▸ Assigned task:
For the data below, work out how many lines include the string "better" and report only the number.

▸ Saved data entries:
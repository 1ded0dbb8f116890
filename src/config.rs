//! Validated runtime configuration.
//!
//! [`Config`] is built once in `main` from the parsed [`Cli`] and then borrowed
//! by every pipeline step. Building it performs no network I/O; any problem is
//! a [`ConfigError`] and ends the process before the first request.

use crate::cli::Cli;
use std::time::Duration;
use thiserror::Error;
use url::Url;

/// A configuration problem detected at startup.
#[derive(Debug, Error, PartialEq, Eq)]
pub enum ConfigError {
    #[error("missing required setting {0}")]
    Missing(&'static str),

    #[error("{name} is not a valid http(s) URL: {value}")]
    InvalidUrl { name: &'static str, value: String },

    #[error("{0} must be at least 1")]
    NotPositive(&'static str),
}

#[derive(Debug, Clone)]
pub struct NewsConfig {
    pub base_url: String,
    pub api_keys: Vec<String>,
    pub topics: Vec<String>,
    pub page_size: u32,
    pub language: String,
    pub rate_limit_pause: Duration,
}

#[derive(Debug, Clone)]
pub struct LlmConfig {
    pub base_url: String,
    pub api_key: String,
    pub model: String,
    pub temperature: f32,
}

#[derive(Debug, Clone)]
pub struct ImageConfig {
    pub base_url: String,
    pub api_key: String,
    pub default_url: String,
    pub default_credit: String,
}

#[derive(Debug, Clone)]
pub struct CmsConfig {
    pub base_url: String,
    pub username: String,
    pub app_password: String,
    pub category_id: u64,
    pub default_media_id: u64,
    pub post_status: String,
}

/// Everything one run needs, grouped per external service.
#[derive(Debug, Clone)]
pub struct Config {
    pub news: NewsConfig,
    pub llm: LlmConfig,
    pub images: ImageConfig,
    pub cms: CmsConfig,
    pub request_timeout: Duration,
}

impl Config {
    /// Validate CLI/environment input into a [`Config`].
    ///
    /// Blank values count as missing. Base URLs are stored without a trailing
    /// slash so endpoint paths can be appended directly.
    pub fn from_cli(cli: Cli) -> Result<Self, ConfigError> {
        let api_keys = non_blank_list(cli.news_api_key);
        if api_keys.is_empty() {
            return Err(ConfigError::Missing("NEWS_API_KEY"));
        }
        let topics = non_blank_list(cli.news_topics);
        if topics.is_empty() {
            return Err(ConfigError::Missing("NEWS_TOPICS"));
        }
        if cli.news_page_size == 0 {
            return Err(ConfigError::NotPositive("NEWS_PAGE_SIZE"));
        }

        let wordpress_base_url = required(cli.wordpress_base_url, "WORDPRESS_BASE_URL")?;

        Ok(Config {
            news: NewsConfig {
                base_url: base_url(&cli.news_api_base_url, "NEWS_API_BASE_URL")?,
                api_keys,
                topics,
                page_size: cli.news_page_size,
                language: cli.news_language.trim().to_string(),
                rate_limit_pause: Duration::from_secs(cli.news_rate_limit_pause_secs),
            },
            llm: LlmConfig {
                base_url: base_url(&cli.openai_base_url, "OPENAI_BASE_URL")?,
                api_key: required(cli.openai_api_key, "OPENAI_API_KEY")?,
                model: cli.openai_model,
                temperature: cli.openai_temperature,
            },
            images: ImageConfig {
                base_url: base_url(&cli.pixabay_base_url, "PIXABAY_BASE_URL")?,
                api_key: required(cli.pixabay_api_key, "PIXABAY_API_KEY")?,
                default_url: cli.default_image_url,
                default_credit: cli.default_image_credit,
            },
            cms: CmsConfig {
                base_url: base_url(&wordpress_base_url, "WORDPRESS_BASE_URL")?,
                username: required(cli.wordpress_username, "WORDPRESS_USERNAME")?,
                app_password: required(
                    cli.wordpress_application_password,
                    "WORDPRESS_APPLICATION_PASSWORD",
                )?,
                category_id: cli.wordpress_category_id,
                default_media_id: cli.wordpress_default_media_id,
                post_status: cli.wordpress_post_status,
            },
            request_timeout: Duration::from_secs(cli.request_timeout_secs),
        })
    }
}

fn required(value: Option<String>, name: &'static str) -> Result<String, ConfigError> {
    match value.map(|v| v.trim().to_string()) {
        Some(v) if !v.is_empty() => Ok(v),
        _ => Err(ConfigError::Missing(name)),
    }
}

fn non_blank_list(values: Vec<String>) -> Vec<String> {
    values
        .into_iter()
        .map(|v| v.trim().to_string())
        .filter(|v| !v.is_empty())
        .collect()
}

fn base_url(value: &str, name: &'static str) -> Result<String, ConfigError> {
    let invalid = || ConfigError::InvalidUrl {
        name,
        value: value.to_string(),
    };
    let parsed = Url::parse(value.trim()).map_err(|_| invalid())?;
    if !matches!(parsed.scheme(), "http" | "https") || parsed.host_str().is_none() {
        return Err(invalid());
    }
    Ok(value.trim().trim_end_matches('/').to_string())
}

* * *

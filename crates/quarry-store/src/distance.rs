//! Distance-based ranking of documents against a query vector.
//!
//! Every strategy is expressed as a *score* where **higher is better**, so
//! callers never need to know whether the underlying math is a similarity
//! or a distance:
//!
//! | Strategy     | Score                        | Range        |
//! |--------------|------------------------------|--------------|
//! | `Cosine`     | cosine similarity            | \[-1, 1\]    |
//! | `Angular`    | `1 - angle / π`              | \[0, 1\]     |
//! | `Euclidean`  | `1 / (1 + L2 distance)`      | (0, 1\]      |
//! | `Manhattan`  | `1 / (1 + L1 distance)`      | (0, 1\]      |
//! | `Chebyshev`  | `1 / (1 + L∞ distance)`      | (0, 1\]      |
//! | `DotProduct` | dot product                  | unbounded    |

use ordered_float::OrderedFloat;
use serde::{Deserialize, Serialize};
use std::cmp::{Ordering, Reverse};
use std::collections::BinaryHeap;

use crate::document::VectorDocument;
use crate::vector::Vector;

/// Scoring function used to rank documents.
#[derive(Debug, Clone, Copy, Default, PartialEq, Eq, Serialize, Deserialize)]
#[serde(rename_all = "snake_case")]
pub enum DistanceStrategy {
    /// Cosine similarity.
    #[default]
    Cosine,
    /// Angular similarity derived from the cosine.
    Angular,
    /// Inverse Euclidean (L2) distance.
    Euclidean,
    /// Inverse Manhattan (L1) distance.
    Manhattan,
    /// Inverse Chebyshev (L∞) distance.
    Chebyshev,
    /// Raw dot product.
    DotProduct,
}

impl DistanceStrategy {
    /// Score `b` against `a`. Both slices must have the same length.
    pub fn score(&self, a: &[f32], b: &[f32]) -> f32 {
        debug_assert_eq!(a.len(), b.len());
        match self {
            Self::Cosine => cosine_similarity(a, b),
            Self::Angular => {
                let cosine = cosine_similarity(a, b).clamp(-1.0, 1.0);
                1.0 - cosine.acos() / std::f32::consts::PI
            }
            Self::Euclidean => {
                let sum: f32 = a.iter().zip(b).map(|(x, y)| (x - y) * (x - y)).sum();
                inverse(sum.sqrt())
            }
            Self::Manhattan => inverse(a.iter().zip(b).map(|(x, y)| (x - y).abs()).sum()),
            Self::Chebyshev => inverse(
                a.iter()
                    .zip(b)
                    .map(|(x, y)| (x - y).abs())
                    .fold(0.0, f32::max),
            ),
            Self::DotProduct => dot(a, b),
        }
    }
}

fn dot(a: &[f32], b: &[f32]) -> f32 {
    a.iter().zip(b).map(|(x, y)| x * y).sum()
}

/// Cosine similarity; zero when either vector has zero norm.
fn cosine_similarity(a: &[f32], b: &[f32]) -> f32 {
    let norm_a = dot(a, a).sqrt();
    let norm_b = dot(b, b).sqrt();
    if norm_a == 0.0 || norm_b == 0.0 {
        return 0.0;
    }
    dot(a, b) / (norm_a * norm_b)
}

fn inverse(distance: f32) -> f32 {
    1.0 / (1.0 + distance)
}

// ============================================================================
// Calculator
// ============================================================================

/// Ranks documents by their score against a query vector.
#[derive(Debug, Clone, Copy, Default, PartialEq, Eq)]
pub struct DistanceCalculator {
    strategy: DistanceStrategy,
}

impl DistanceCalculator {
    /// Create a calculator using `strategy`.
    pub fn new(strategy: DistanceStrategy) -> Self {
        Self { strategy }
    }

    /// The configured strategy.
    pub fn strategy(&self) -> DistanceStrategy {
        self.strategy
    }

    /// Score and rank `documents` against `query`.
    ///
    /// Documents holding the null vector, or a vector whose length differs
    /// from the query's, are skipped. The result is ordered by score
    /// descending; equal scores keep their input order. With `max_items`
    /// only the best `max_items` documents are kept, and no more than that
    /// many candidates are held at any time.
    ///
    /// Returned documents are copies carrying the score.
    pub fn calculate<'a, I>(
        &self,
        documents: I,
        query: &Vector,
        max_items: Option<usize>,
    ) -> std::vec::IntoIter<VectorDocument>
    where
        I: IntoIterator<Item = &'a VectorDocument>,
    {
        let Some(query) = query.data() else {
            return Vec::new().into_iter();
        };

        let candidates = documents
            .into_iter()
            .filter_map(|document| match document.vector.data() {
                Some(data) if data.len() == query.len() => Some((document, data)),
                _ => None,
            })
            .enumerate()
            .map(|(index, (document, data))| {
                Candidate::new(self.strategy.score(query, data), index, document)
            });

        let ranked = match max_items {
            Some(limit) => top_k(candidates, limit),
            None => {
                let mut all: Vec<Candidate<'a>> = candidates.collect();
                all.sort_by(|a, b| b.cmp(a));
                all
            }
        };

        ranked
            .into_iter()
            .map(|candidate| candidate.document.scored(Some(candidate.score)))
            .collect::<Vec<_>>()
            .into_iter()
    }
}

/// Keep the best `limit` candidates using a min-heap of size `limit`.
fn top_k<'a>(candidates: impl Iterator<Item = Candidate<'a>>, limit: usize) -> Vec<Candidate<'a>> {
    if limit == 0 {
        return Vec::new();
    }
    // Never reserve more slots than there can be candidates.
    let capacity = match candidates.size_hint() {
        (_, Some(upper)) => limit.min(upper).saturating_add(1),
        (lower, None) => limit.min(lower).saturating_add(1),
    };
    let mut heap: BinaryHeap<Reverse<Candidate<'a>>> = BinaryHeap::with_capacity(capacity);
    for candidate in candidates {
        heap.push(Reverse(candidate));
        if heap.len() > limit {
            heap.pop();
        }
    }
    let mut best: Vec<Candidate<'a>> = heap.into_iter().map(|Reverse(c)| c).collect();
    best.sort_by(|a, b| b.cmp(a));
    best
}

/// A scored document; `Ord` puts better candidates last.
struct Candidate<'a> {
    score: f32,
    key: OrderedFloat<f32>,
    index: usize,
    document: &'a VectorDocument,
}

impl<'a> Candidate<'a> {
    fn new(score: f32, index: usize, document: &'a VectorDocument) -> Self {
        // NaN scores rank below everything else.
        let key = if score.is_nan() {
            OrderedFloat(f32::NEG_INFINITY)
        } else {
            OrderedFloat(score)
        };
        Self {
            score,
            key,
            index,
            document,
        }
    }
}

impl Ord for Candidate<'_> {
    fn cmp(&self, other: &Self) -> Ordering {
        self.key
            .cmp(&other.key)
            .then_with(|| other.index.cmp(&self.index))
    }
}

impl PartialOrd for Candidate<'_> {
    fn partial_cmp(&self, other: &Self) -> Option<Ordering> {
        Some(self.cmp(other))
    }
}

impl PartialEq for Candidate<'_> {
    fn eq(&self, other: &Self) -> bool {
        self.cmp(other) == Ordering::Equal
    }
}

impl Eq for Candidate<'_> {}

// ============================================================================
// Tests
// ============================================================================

▸ Output for this exercise:
2